The same is true for the internet infrastructure. Today, African service providers don't have to concern themselves with fixing or maintaining copper wire internet infrastructure, as there was very little of that to begin with. They can start with fiber optics right away.
Likewise, African startups can take advantage of a level playing field and turn their solutions into mainstream business models. African fintech companies show us how. While European fintech companies live solely on transaction fees and struggle to survive against traditional banks, African fintech companies are generating multiple revenue streams and creating a whole new industry on their own without having to worry about established players.
In such an environment, no-code can offer tremendous advantages to its practitioners. No-code technology makes it easier for entrepreneurs to test ideas and significantly reduces the time-to-market. This capability makes a huge difference in a "blue ocean" market like Africa, where the first mover can create a category, condition the customers, and reap the benefits for years to come.
The population boom mentioned above translates into a new generation of African entrepreneurs. These people are digital natives. They are tech-savvy people determined to transcend local boundaries and engage with their peers in the rest of the world.

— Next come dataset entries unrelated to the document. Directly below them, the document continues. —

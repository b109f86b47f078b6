//! Serving index for per-ventil record lists
//!
//! A read-optimized view derived from the authoritative store: one map from
//! ventil number to its records and one map from ear tag to a record. The
//! index is always rebuilt wholesale after a store mutation and swapped in
//! as a unit, never patched in place, so readers cannot observe a partially
//! updated view.

use std::cmp::Ordering;
use std::collections::HashMap;
use tracing::{debug, warn};

use crate::app::models::{SortOrder, SowRecord, StoredEntry};

#[cfg(test)]
pub mod tests;

/// Derived, query-optimized view over the current stored entries
#[derive(Debug, Clone, Default)]
pub struct VentilIndex {
    /// Records grouped by ventil number, in store order
    by_ventil: HashMap<i32, Vec<SowRecord>>,

    /// Record per ear tag; on collision the first entry in store order wins
    by_ear_tag: HashMap<String, SowRecord>,
}

impl VentilIndex {
    /// Build both maps fresh from the store's entries in one O(n) pass
    pub fn rebuild_from(entries: &[StoredEntry]) -> Self {
        let mut by_ventil: HashMap<i32, Vec<SowRecord>> = HashMap::new();
        let mut by_ear_tag: HashMap<String, SowRecord> = HashMap::new();

        for entry in entries {
            let record = &entry.record;
            by_ventil
                .entry(record.ventil_number)
                .or_default()
                .push(record.clone());

            if by_ear_tag.contains_key(&record.ear_tag) {
                warn!("duplicate ear tag in index: {}", record.ear_tag);
            } else {
                by_ear_tag.insert(record.ear_tag.clone(), record.clone());
            }
        }

        debug!(
            "index rebuilt: {} ventils, {} ear tags",
            by_ventil.len(),
            by_ear_tag.len()
        );

        Self {
            by_ventil,
            by_ear_tag,
        }
    }

    /// Records assigned to a ventil, sorted as requested
    pub fn records_for_ventil(&self, ventil_number: i32, sort: SortOrder) -> Vec<SowRecord> {
        let mut records = self
            .by_ventil
            .get(&ventil_number)
            .cloned()
            .unwrap_or_default();
        sort_records(&mut records, sort);
        records
    }

    /// Record with the given ear tag
    pub fn record_by_ear_tag(&self, ear_tag: &str) -> Option<&SowRecord> {
        self.by_ear_tag.get(ear_tag)
    }

    /// All ventil numbers with at least one record, ascending
    pub fn ventil_numbers(&self) -> Vec<i32> {
        let mut numbers: Vec<i32> = self.by_ventil.keys().copied().collect();
        numbers.sort_unstable();
        numbers
    }

    /// Number of distinct ventils in the index
    pub fn ventil_count(&self) -> usize {
        self.by_ventil.len()
    }

    /// Number of records across all ventils
    pub fn record_count(&self) -> usize {
        self.by_ventil.values().map(Vec::len).sum()
    }
}

/// Sort a record list in place.
///
/// Date orders place records without an event date last in both directions;
/// severity orders use the fixed enum ranking, not alphabetical order.
pub fn sort_records(records: &mut [SowRecord], sort: SortOrder) {
    match sort {
        SortOrder::EarTagAscending => records.sort_by(|a, b| a.ear_tag.cmp(&b.ear_tag)),
        SortOrder::EarTagDescending => records.sort_by(|a, b| b.ear_tag.cmp(&a.ear_tag)),
        SortOrder::EventDateOldest => records.sort_by(compare_dates_asc),
        SortOrder::EventDateNewest => records.sort_by(compare_dates_desc),
        SortOrder::SeverityDescending => {
            records.sort_by(|a, b| b.traffic_light.severity().cmp(&a.traffic_light.severity()))
        }
        SortOrder::SeverityAscending => {
            records.sort_by(|a, b| a.traffic_light.severity().cmp(&b.traffic_light.severity()))
        }
    }
}

fn compare_dates_asc(a: &SowRecord, b: &SowRecord) -> Ordering {
    match (a.event_date, b.event_date) {
        (Some(da), Some(db)) => da.cmp(&db),
        (Some(_), None) => Ordering::Less,
        (None, Some(_)) => Ordering::Greater,
        (None, None) => Ordering::Equal,
    }
}

fn compare_dates_desc(a: &SowRecord, b: &SowRecord) -> Ordering {
    match (a.event_date, b.event_date) {
        (Some(da), Some(db)) => db.cmp(&da),
        (Some(_), None) => Ordering::Less,
        (None, Some(_)) => Ordering::Greater,
        (None, None) => Ordering::Equal,
    }
}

This new breed of African entrepreneurs can use no-code tools to acquire a set of skills that they would otherwise have to acquire through traditional means like education.
No-code technology has the potential to become a big part of education in Africa. No-code education in Africa can turn millions of tech-savvy Africans into freelancers and introduce them to the global job market. Western tech companies would love such a development as they are faced with increased developer salaries and are always looking to cut costs. With the help of no-code tools, Africa can become another market Western companies can outsource services from. Africa's journey to becoming a software development hub like India can start with the no-code movement.

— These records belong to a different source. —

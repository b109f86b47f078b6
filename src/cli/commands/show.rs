//! Show and lookup commands: query the serving index

use anyhow::{Result, bail};
use colored::{ColoredString, Colorize};
use std::path::Path;

use crate::app::models::{SowRecord, TrafficLight};
use crate::app::services::ventil_code::extract_ventil_number;
use crate::cli::args::{LookupArgs, ShowArgs};

use super::open_store;

/// Run the show command: list the records at one ventil
pub fn run_show(data_dir: &Path, args: ShowArgs) -> Result<()> {
    let Some(ventil_number) = extract_ventil_number(&args.ventil) else {
        bail!("'{}' is not a ventil number or a VENTIL-<n> code", args.ventil);
    };

    let store = open_store(data_dir)?;
    let records = store.records_for_ventil(ventil_number, args.sort.into());

    if records.is_empty() {
        println!("No records at ventil {ventil_number}");
        return Ok(());
    }

    println!("{}", format!("Ventil {ventil_number}").bold());
    for record in &records {
        print_record_line(record);
    }
    println!("{} records", records.len());

    Ok(())
}

/// Run the lookup command: one record by ear tag
pub fn run_lookup(data_dir: &Path, args: LookupArgs) -> Result<()> {
    let store = open_store(data_dir)?;

    match store.record_by_ear_tag(&args.ear_tag) {
        Some(record) => {
            print_record_line(&record);
            if let Some(pregnancy) = &record.pregnancy_status {
                println!("  pregnancy: {pregnancy}");
            }
            if let Some(health) = &record.health_status {
                println!("  health:    {health}");
            }
            Ok(())
        }
        None => bail!("no record with ear tag '{}'", args.ear_tag),
    }
}

fn print_record_line(record: &SowRecord) {
    let date = record
        .event_date
        .map(|d| d.format("%d.%m.%Y").to_string())
        .unwrap_or_else(|| "--".to_string());
    let days = if record.days_since_event >= 0 {
        format!("{:>3} d", record.days_since_event)
    } else {
        "  ? d".to_string()
    };
    println!(
        "  {:<10} ventil {:<4} {:<10} {} {}",
        record.ear_tag,
        record.ventil_number,
        date,
        days,
        colored_light(record.traffic_light)
    );
}

fn colored_light(light: TrafficLight) -> ColoredString {
    match light {
        TrafficLight::Green => light.label().green(),
        TrafficLight::Yellow => light.label().yellow(),
        TrafficLight::Red => light.label().red(),
        TrafficLight::Purple => light.label().purple(),
        TrafficLight::Unknown => light.label().dimmed(),
    }
}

Aware of the potential no-code has for African people, tech education platforms are including no-code education in their portfolios. For example, Kabakoo, a leading tech education platform in Africa, partnered with Contournement, the European leader in no-code education, to hold the first no-code training initiative in West Africa in 2021. It is safe to assume that the next generation of tech founders and freelancers in Africa will leverage no-code tools to realize their dreams.

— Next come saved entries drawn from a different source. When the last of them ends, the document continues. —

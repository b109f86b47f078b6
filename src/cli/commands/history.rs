//! History and stats commands

use anyhow::Result;
use colored::Colorize;
use std::path::Path;

use super::open_store;

/// Run the history command: print the append-only import log
pub fn run_history(data_dir: &Path) -> Result<()> {
    let store = open_store(data_dir)?;
    let history = store.history();

    if history.is_empty() {
        println!("No imports yet");
        return Ok(());
    }

    for entry in &history {
        println!(
            "{}  {}  ({} records)",
            entry.imported_at.format("%Y-%m-%d %H:%M"),
            entry.source_file,
            entry.record_count
        );
    }
    println!("{} imports", history.len());

    Ok(())
}

/// Run the stats command: aggregate store statistics
pub fn run_stats(data_dir: &Path) -> Result<()> {
    let store = open_store(data_dir)?;
    let stats = store.stats();

    println!("{}", "Store".bold());
    println!("  records: {}", stats.total_records);
    println!("  ventils: {}", stats.total_ventils);
    println!("  imports: {}", stats.import_count);
    match stats.last_updated {
        Some(updated) => println!("  updated: {}", updated.format("%Y-%m-%d %H:%M")),
        None => println!("  updated: never"),
    }

    Ok(())
}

Check DC, a design agency based in Lagos, Nigeria, successfully implemented a strategy based on no-code tools to put itself on the map. The company won web design contracts, used no-code web design platforms like Webflow to complete projects, and made a name for itself. In the time it takes for the African education system to train the developer talent the continent needs, no-code can help companies like Check DC to plug skills gaps and generate significant levels of revenue.
Africa taking its rightful place in the forefront of technology is not a matter of if but when. With the insatiable demand for developer talent in the West and African youth entering the workforce, the stars are finally aligning for the continent. No-code technology will be a significant part of the puzzle here, helping bridge the gap between the Africa of today and the Africa of the future.